Free test 6.9 (8.7-25.1)

----------


## lifter65

double chicken... listen to your doc and do what he says, you've found a gem
dont hop on the shots yet, try other ways first before you shoot up with test
and you will never know how good something will work till you try it

----------


## funkymonk

Clomid may very well prevent you from having to be on TRT for life if its successful in restarting your HPTA.

----------


## GotNoBlueMilk

The issue is what was your LH and FSH. If they were low, Clomid will stimulate the pituitary, raise LH, and get the T levels to rise. So it's worth a shot. See where it goes. If it works and you don't have nasty sides you could be better off on this route. 

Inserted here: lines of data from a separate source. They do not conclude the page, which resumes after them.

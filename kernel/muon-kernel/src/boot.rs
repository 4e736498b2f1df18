//! Boot information and kernel initialization.
//!
//! The boot stub converts the bootloader's native structures into
//! [`BootInfoData`] and calls [`kernel_init`], which brings the
//! subsystems up in dependency order and finally drops into the shell.

extern crate alloc;

use alloc::sync::Arc;

use crate::addr::{PhysAddr, VirtAddr};
use crate::fs::{self, FileSystem};
use crate::mm::pmm::BitmapFrameAllocator;
use crate::mm::{PhysMemoryRegion, hhdm, pmm};

/// Kind of a boot memory region. Anything that is not `Usable` is left
/// alone by the frame allocator.
#[derive(Debug, Clone, Copy, PartialEq, Eq)]
pub enum MemoryRegionKind {
    /// Normal usable RAM.
    Usable,
    /// Reserved by firmware or hardware.
    Reserved,
    /// ACPI-related memory.
    Acpi,
    /// Bootloader structures, reclaimable in principle (never reclaimed).
    BootloaderReclaimable,
    /// The kernel image and boot modules.
    KernelAndModules,
    /// Framebuffer memory.
    Framebuffer,
    /// Defective memory.
    BadMemory,
}

/// One region of the boot memory map.
#[derive(Debug, Clone, Copy)]
pub struct MemoryRegion {
    /// Physical start address.
    pub start: PhysAddr,
    /// Size in bytes.
    pub size: u64,
    /// Region classification.
    pub kind: MemoryRegionKind,
}

/// The kernel image's load placement.
#[derive(Debug, Clone, Copy)]
pub struct KernelImageInfo {
    /// Physical base the image was loaded at.
    pub phys_base: PhysAddr,
    /// Virtual base the image was mapped at.
    pub virt_base: VirtAddr,
    /// Image size in bytes (text start through data end).
    pub size: u64,
}

/// A linear framebuffer descriptor.
#[derive(Debug, Clone, Copy)]
pub struct FramebufferInfo {
    /// Virtual address (HHDM-mapped by the bootloader).
    pub address: VirtAddr,
    /// Width in pixels.
    pub width: u32,
    /// Height in pixels.
    pub height: u32,
    /// Bytes per scanline.
    pub pitch: u32,
    /// Bits per pixel.
    pub bpp: u8,
}

/// A boot module: a file the bootloader loaded next to the kernel.
#[derive(Debug, Clone, Copy)]
pub struct BootModule {
    /// The path the module was loaded from.
    pub path: &'static str,
    /// The module bytes, in never-reclaimed module memory.
    pub data: &'static [u8],
}

/// Maximum memory-map entries carried in [`BootInfoData`].
pub const MAX_MEMORY_REGIONS: usize = 128;

/// Maximum boot modules carried in [`BootInfoData`].
pub const MAX_MODULES: usize = 8;

/// Boot information in kernel-native form.
pub struct BootInfoData {
    /// The memory map entries (first `memory_region_count` are valid).
    pub memory_map: [MemoryRegion; MAX_MEMORY_REGIONS],
    /// Number of valid memory map entries.
    pub memory_region_count: usize,
    /// The HHDM offset.
    pub hhdm_offset: u64,
    /// Kernel image placement.
    pub kernel_image: KernelImageInfo,
    /// The primary framebuffer, if the bootloader provided one.
    pub framebuffer: Option<FramebufferInfo>,
    /// Boot modules (first `module_count` are valid).
    pub modules: [Option<BootModule>; MAX_MODULES],
    /// Number of valid modules.
    pub module_count: usize,
}

impl BootInfoData {
    /// The valid prefix of the memory map.
    #[must_use]
    pub fn memory_map(&self) -> &[MemoryRegion] {
        &self.memory_map[..self.memory_region_count]
    }

    /// Iterates over the valid modules.
    pub fn modules(&self) -> impl Iterator<Item = &BootModule> {
        self.modules[..self.module_count].iter().flatten()
    }

    /// Finds the module whose path's last component is `file_name`.
    #[must_use]
    pub fn module_by_name(&self, file_name: &str) -> Option<&BootModule> {
        self.modules()
            .find(|m| m.path.rsplit('/').next() == Some(file_name))
    }
}

/// File name the initramfs module is recognised by.
const INITRAMFS_NAME: &str = "initramfs.cpio";

/// Brings the kernel up and enters the shell. Called by the boot stub
/// with CR3 already pointing at kernel-owned page tables.
pub fn kernel_init(boot_info: &BootInfoData) -> ! {
    // 1. CPU tables: GDT, TSS, IDT; legacy PICs masked.
    crate::arch::cpu_init();

    // 2. The HHDM offset, needed by everything that touches memory.
    hhdm::init(boot_info.hhdm_offset);

    // 3. Physical frame allocator.
    init_pmm(boot_info);

    // 4. Kernel heap (backed by contiguous frames via the HHDM).
    crate::mm::heap::init();

    // 5. Framebuffer console + the fan-out logger.
    if let Some(fb) = &boot_info.framebuffer {
        crate::drivers::fbcon::init(fb);
    }
    crate::logger::init();

    // 6. Capture the kernel PML4 for address-space creation and fault
    //    recovery.
    crate::proc::save_kernel_cr3();

    // 7. Fast-call path.
    // SAFETY: The GDT from step 1 has the documented selector layout.
    unsafe { crate::arch::x86_64::syscall::init() };

    // 8. Keyboard.
    crate::drivers::i8042::init();

    // 9. Filesystems.
    init_vfs(boot_info);

    // 10. The shell owns the machine from here. Interrupts can come on
    //     now: every unmasked source has a gate and the PICs are quiet.
    // SAFETY: IDT is live and the legacy PICs were masked in step 1.
    unsafe { crate::arch::x86_64::instructions::enable_interrupts() };
    crate::kinfo!("Muon initialized; starting shell");
    crate::shell::run()
}

/// Builds and installs the frame allocator from the boot memory map.
fn init_pmm(boot_info: &BootInfoData) {
    let mut regions = [PhysMemoryRegion {
        start: PhysAddr::zero(),
        size: 0,
        usable: false,
    }; MAX_MEMORY_REGIONS];

    for (slot, region) in regions.iter_mut().zip(boot_info.memory_map()) {
        *slot = PhysMemoryRegion {
            start: region.start,
            size: region.size,
            usable: region.kind == MemoryRegionKind::Usable,
        };
    }
    let regions = &regions[..boot_info.memory_region_count];

    let kernel_image = (boot_info.kernel_image.phys_base, boot_info.kernel_image.size);
    // SAFETY: The memory map comes straight from the bootloader and the
    // HHDM covers all of physical memory.
    let pmm = unsafe { BitmapFrameAllocator::new(regions, kernel_image, boot_info.hhdm_offset) }
        .expect("PMM: no usable memory");

    crate::kinfo!(
        "PMM: Initialization complete. Highest address: {:#x}",
        pmm.highest_address().as_u64()
    );
    crate::kinfo!(
        "PMM: {} MiB free of {} MiB tracked",
        pmm.free_frames() * 4 / 1024,
        pmm.total_frames() * 4 / 1024
    );
    pmm::install(pmm);
}

/// Mounts the root filesystem: the initramfs overlay, or an ext2 image
/// found inside it.
fn init_vfs(boot_info: &BootInfoData) {
    fs::vfs::init();

    let Some(module) = boot_info.module_by_name(INITRAMFS_NAME) else {
        crate::kwarn!("no {INITRAMFS_NAME} module; root is an empty overlay");
        fs::vfs::with_vfs_mut(|vfs| vfs.mount("/", Arc::new(fs::ramfs::RamFs::new())));
        return;
    };

    // Unpack the archive into the writable overlay.
    let overlay = fs::ramfs::RamFs::new();
    let names = fs::initramfs::unpack(module.data, &overlay.root());
    {
        // One line, names space-separated — the boot log's file manifest.
        use core::fmt::Write as _;
        let mut line = alloc::string::String::new();
        for (i, name) in names.iter().enumerate() {
            if i > 0 {
                let _ = write!(line, " ");
            }
            let _ = write!(line, "{name}");
        }
        crate::kinfo!("[initramfs: files: {line}]");
    }

    // An embedded ext2 image takes over as the root filesystem; the
    // overlay is dropped, exactly as if the tag had switched.
    if let Some((image_name, image_data)) = fs::initramfs::find_ext2_image(module.data) {
        match fs::ext2::Ext2Fs::mount(image_data) {
            Ok(ext2) => {
                crate::kinfo!("VFS: {image_name} is a valid ext2 image; using it as root");
                fs::vfs::with_vfs_mut(|vfs| vfs.mount("/", Arc::new(ext2)));
                return;
            }
            Err(err) => {
                crate::kwarn!("VFS: {image_name} found but not mountable: {err}");
            }
        }
    }

    fs::vfs::with_vfs_mut(|vfs| vfs.mount("/", Arc::new(overlay)));
}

HRT is for life, and much harder to control.

----------


## terraj

Clomid is a good call, your endo is smarter then most.

----------


## Fit N Fun

Clomid + Tamoxifen is the standard PCT ( post cycle therapy ) to bring your testosterone levels back to normal after a cycle, I will not quote the dosage since they are copied over this board hundreds of times.

Do yourself a favour and read some threads in the PCT section of this forum.

Keep your eye open for any threads started by or being commented on by Swifto, he is the PCT guru on this forum.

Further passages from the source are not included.